(Available records)

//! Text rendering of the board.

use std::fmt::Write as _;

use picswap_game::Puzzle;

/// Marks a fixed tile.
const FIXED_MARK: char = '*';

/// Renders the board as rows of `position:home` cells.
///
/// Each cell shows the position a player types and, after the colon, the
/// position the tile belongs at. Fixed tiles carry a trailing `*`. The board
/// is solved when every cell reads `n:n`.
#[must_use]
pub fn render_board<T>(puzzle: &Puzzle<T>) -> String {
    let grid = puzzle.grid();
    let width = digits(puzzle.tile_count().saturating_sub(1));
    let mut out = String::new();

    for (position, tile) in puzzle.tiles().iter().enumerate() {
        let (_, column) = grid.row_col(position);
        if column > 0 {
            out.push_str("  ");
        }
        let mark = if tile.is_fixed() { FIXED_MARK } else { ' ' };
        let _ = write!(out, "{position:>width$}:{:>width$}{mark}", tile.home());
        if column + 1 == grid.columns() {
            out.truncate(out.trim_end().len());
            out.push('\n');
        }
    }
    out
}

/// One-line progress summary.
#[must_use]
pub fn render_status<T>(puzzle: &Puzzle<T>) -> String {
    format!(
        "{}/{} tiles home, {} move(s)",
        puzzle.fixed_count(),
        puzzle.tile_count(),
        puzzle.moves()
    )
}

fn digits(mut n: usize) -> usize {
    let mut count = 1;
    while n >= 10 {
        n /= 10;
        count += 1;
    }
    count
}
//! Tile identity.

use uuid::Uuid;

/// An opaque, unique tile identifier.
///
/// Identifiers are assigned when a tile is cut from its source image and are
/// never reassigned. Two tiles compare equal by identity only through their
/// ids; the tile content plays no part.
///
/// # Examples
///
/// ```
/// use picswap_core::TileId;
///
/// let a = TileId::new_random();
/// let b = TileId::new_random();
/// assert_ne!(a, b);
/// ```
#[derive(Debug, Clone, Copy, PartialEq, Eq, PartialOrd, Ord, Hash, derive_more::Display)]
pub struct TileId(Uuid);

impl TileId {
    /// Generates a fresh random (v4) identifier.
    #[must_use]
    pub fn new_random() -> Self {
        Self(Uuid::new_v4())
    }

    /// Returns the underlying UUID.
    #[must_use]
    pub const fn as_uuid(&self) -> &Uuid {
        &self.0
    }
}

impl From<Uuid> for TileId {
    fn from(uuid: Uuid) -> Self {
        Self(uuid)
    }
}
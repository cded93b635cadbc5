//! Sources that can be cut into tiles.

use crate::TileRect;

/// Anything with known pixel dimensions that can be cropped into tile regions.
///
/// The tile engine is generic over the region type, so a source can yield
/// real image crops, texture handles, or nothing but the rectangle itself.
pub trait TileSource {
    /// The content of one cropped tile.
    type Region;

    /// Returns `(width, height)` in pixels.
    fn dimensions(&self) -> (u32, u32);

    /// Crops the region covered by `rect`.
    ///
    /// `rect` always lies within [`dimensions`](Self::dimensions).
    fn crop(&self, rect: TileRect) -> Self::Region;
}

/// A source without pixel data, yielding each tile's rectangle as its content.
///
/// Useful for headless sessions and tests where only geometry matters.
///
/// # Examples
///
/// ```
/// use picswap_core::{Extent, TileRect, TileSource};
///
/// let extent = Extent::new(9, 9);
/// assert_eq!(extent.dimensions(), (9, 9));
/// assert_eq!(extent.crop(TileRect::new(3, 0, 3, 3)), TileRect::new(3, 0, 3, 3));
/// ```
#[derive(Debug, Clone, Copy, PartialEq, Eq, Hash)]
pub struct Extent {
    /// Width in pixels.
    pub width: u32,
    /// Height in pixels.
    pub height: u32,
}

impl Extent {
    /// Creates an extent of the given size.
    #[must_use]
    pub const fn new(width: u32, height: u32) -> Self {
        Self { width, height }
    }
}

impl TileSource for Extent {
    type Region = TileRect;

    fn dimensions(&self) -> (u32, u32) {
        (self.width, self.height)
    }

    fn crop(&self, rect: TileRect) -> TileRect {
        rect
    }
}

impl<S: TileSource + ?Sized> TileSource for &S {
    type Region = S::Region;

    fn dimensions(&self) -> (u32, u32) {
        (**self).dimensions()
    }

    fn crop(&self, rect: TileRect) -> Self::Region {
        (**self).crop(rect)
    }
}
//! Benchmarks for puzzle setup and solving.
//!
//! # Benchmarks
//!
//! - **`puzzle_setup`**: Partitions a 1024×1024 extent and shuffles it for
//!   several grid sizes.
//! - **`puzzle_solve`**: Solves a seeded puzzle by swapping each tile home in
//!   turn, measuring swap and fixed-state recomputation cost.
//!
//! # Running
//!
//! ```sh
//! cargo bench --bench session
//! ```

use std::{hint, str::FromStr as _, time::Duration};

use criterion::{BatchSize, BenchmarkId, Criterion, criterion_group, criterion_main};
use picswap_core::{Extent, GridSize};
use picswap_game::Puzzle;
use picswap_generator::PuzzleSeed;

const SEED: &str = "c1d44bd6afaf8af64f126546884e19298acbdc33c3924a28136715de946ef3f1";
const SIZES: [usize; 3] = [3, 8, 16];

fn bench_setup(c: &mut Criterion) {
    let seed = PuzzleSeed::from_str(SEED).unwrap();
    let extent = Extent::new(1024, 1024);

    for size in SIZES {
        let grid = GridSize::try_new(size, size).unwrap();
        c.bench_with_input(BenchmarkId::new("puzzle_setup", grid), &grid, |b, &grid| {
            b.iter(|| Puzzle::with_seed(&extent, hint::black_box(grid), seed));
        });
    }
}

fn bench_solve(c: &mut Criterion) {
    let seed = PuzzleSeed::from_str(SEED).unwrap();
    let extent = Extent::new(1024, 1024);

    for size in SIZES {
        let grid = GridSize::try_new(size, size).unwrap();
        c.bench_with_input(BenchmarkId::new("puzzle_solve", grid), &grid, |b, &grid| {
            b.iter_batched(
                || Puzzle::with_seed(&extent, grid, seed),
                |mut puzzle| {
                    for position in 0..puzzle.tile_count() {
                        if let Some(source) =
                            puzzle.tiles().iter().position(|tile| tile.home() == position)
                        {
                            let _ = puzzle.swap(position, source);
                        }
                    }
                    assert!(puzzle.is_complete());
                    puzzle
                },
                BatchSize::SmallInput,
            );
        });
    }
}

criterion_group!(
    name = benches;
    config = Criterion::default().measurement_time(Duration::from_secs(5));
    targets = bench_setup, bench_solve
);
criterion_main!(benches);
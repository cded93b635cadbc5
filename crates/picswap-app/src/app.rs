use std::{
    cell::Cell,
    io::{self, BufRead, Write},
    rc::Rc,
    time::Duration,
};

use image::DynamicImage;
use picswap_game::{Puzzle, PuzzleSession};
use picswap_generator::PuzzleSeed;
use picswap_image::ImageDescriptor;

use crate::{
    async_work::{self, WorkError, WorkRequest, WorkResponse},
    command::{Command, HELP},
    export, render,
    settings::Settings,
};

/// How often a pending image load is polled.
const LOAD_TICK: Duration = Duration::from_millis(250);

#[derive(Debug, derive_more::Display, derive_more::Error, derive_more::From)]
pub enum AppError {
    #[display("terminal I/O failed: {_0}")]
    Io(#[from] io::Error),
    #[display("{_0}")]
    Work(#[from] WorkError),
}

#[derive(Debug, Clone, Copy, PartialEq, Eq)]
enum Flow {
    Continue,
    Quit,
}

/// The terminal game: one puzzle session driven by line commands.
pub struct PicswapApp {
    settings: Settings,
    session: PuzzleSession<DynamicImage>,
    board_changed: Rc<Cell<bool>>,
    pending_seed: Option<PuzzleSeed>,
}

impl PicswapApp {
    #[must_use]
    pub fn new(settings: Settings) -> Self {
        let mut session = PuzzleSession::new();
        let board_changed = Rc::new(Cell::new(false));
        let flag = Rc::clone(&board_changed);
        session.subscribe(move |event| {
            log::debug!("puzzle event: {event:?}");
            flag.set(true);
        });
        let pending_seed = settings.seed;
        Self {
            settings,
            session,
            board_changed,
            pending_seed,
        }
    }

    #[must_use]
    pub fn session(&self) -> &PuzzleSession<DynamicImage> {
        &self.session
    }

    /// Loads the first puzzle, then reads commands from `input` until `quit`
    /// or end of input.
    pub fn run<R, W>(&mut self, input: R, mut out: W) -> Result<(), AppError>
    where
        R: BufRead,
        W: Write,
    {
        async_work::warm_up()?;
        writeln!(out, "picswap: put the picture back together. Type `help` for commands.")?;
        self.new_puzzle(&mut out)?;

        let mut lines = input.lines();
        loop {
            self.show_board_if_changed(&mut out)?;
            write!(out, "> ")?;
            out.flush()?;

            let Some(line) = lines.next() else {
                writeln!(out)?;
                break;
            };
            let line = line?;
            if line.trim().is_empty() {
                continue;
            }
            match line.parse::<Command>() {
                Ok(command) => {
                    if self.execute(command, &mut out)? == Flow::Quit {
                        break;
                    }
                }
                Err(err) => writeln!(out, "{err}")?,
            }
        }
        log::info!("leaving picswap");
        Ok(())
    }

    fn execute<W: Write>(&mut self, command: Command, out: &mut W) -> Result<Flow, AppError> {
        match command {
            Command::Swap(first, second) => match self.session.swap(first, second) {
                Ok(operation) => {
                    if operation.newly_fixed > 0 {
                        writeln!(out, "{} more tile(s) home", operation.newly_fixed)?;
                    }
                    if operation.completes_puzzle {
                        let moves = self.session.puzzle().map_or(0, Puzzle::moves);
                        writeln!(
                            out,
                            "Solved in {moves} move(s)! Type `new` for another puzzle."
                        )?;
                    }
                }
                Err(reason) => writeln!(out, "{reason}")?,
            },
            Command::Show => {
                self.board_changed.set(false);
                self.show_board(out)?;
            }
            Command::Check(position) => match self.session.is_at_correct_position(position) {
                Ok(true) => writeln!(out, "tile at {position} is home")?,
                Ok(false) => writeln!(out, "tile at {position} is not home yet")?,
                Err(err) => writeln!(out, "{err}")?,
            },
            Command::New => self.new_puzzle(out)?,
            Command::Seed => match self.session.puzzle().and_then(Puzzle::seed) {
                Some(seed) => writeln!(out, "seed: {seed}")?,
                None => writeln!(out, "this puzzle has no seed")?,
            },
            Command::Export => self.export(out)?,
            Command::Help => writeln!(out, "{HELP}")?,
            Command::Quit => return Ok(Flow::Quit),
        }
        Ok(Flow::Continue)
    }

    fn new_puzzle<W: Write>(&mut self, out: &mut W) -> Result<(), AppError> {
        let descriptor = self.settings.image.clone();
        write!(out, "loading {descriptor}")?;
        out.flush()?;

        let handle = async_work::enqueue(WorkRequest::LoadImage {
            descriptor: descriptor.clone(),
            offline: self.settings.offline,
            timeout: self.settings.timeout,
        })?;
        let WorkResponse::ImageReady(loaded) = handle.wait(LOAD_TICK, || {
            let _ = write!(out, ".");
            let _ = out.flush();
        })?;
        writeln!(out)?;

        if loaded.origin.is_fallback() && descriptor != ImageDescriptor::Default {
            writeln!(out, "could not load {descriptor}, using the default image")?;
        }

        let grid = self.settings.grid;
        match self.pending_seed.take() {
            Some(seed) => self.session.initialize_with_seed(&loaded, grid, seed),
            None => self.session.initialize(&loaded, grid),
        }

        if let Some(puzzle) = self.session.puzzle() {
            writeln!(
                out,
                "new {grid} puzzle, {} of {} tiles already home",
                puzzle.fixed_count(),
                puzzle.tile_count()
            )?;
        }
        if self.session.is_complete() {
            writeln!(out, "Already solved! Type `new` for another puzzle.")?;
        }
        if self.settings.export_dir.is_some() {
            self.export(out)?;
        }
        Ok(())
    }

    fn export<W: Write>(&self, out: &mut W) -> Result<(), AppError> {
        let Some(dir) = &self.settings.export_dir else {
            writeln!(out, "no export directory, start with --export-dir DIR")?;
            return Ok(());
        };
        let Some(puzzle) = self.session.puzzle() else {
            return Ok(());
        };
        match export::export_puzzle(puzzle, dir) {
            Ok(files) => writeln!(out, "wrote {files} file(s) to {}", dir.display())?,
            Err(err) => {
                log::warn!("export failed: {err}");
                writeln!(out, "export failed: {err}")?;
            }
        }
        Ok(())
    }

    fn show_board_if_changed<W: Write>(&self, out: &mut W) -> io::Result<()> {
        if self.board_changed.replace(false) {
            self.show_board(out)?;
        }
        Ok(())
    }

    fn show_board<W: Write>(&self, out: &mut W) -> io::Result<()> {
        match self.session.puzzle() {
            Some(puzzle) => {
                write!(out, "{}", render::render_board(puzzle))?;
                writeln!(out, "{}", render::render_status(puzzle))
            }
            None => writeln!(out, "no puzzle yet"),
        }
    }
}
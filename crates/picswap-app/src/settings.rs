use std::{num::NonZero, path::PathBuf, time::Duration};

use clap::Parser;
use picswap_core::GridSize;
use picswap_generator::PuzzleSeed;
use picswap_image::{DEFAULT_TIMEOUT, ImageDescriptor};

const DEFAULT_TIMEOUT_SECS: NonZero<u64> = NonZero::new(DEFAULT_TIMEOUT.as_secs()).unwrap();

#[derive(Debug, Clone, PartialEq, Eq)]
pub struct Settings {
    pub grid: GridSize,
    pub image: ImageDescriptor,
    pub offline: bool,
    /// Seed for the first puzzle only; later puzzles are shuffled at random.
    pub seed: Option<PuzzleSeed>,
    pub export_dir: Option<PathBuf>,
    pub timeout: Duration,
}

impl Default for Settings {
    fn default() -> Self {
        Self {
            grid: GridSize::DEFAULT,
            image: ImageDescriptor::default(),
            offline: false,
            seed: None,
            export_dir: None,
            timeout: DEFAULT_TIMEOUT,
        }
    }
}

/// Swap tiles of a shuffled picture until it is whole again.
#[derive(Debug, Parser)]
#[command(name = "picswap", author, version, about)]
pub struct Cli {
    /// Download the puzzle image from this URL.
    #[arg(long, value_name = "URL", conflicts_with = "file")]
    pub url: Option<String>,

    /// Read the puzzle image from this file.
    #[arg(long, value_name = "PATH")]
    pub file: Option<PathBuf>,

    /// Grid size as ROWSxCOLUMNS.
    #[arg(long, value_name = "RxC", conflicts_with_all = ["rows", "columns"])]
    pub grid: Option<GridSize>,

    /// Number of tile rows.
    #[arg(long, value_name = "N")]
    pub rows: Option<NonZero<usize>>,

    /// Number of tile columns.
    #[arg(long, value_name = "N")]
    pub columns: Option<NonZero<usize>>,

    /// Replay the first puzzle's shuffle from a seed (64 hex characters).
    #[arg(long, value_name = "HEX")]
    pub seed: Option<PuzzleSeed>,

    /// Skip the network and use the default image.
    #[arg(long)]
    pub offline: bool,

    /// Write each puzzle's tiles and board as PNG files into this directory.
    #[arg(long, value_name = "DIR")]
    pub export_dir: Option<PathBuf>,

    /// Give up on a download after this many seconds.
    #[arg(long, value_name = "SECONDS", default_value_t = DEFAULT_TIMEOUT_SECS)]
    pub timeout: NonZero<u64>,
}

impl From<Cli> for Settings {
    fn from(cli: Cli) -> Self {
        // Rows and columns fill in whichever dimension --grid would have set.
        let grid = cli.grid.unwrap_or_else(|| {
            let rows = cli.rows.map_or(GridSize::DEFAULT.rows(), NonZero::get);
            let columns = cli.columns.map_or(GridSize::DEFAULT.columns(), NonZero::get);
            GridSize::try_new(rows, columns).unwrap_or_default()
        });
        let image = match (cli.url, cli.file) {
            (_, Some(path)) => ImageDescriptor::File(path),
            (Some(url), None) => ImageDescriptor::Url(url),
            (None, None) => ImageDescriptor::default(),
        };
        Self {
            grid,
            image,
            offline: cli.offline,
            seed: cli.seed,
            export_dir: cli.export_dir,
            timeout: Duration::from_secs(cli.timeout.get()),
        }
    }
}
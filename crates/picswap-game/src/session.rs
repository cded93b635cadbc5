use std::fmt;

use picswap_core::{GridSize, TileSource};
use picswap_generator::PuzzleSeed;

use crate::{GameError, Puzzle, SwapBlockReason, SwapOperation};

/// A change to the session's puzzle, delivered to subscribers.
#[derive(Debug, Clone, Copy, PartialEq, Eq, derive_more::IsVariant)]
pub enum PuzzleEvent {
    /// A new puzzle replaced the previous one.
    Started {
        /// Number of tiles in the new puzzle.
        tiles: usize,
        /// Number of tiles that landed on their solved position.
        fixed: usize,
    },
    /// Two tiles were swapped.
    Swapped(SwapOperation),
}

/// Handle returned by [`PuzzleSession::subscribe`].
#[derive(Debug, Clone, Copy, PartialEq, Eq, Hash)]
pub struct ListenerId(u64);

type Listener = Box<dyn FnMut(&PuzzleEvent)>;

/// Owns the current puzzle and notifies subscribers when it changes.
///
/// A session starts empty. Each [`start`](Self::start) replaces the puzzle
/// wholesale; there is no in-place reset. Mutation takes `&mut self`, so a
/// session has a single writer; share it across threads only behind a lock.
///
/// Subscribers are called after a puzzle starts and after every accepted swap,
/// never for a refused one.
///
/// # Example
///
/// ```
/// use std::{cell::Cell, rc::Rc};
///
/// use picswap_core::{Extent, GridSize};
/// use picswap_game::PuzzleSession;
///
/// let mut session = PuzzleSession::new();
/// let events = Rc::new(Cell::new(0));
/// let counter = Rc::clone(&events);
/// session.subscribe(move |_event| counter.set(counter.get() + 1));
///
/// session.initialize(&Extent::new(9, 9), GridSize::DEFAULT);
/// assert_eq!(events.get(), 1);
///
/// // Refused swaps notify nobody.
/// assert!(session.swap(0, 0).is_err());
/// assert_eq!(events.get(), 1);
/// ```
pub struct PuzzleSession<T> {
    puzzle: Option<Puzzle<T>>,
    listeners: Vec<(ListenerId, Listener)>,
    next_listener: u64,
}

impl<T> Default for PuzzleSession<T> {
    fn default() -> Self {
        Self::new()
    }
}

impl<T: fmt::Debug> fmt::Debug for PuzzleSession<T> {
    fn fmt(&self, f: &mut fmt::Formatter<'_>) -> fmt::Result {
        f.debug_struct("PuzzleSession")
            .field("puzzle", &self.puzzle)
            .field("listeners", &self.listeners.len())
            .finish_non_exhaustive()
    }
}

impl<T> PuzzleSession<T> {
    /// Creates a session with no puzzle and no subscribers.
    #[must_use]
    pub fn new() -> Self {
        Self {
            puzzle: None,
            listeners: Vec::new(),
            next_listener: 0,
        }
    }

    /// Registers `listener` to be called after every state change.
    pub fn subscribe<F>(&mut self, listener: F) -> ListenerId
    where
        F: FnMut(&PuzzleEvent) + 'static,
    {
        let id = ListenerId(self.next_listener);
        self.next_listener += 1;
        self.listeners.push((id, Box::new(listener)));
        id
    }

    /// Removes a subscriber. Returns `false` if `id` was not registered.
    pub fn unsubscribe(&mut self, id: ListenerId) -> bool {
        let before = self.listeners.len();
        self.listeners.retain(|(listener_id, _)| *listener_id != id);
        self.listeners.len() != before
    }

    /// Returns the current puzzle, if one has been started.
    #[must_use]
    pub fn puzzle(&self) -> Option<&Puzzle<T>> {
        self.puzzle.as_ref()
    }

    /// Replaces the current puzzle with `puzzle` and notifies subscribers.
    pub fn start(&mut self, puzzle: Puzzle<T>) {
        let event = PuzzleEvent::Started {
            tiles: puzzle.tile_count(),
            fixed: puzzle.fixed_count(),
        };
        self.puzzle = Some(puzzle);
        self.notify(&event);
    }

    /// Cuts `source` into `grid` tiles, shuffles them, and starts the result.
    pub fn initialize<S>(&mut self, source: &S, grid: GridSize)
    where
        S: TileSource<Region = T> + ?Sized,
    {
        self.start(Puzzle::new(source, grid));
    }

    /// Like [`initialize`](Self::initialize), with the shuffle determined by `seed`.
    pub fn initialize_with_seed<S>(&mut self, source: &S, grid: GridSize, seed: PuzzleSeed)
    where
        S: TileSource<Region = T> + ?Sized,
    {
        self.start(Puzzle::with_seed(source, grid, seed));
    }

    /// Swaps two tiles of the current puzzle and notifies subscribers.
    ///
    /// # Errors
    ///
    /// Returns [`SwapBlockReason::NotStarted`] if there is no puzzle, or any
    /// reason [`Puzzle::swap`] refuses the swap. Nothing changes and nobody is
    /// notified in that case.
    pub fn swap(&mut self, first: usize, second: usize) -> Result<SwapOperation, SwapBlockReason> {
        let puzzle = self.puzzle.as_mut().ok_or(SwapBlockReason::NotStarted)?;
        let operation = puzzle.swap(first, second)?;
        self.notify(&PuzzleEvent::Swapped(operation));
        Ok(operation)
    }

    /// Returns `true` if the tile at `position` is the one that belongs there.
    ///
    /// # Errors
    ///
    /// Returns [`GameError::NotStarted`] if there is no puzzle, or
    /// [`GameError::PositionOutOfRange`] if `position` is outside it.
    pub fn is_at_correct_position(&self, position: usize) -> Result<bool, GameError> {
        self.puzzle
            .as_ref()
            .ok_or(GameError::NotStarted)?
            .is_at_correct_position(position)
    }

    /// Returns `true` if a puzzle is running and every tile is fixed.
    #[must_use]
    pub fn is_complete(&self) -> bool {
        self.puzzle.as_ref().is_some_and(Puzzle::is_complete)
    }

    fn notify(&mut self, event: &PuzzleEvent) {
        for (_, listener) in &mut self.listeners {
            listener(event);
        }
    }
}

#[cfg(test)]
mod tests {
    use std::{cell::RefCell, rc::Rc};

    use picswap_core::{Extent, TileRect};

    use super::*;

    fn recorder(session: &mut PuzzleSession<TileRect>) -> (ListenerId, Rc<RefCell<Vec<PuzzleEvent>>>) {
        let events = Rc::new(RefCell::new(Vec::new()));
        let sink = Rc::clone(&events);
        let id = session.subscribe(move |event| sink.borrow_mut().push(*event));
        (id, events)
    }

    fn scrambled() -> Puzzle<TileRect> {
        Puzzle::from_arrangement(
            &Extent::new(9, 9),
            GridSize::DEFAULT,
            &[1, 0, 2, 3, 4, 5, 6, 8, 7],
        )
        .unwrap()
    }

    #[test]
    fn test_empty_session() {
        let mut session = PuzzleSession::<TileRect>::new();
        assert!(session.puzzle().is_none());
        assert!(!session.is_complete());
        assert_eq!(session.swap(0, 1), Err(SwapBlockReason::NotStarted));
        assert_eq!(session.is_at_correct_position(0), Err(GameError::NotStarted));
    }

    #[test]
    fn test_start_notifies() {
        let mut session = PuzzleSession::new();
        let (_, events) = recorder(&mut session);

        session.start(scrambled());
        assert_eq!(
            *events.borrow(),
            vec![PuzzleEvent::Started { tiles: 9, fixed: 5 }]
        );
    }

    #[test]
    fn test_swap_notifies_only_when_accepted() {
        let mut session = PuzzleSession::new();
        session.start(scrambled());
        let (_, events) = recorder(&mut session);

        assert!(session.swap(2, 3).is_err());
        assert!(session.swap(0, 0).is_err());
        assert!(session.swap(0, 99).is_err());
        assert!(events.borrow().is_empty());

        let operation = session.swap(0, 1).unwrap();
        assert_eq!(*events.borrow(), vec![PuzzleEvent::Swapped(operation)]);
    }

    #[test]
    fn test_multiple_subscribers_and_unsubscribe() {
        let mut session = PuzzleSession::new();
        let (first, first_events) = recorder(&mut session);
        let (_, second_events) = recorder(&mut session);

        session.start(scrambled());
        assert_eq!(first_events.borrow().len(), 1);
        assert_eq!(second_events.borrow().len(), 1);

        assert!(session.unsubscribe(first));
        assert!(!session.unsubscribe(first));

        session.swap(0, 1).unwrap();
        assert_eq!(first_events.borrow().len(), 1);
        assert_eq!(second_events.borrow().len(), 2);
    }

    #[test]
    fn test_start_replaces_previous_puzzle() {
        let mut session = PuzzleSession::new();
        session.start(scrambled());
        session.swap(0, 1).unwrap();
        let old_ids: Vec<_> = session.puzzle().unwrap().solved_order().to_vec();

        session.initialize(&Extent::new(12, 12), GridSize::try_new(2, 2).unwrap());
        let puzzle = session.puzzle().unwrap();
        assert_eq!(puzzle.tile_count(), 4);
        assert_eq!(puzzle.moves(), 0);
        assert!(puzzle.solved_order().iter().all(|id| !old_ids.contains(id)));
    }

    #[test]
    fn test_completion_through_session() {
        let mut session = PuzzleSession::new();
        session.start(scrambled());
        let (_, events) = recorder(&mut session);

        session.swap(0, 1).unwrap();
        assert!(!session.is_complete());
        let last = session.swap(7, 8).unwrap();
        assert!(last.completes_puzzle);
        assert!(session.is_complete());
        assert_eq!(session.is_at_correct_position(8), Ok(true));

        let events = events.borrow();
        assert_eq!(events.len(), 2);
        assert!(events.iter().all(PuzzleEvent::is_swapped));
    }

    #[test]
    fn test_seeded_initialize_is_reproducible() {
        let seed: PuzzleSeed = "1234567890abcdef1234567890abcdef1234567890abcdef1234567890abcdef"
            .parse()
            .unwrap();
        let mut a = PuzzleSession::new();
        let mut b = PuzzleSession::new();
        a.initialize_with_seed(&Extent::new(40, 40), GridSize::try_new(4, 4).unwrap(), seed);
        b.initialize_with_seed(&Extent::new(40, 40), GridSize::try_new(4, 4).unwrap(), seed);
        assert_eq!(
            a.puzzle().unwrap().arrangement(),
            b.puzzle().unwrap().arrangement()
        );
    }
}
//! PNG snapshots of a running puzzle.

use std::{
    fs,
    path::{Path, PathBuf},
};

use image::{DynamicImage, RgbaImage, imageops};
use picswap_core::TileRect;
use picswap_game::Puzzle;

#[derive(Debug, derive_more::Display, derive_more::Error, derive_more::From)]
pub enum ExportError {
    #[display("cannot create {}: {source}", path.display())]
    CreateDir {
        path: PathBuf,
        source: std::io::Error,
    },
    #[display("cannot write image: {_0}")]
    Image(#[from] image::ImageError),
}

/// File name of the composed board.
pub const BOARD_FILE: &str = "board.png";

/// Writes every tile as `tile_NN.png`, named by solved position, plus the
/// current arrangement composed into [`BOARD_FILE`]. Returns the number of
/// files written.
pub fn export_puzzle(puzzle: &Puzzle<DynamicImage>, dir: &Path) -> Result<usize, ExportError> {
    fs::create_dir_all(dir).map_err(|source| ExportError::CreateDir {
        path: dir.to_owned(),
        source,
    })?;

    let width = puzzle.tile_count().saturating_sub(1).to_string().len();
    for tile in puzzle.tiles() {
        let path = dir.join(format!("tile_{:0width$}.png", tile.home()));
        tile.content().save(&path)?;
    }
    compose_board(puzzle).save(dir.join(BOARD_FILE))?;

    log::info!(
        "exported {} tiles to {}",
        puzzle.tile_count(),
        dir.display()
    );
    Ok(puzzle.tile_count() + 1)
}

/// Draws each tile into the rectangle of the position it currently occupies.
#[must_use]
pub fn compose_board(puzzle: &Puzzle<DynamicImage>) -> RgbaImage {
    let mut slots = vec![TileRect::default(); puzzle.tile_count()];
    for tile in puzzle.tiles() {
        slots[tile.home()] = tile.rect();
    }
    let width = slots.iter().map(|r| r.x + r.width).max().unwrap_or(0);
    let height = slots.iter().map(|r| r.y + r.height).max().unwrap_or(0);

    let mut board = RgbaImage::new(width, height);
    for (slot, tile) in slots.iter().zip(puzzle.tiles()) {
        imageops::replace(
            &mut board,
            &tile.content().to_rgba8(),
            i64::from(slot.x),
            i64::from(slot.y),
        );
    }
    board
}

(End Available records)

### What the task asks
Repeat every line of the data word for word until you have repeated the line that contains "for (position, tile)", which is the last one to include.

### Response
//! Text rendering of the board.

use std::fmt::Write as _;

use picswap_game::Puzzle;

/// Marks a fixed tile.
const FIXED_MARK: char = '*';

/// Renders the board as rows of `position:home` cells.
///
/// Each cell shows the position a player types and, after the colon, the
/// position the tile belongs at. Fixed tiles carry a trailing `*`. The board
/// is solved when every cell reads `n:n`.
#[must_use]
pub fn render_board<T>(puzzle: &Puzzle<T>) -> String {
    let grid = puzzle.grid();
    let width = digits(puzzle.tile_count().saturating_sub(1));
    let mut out = String::new();

    for (position, tile) in puzzle.tiles().iter().enumerate() {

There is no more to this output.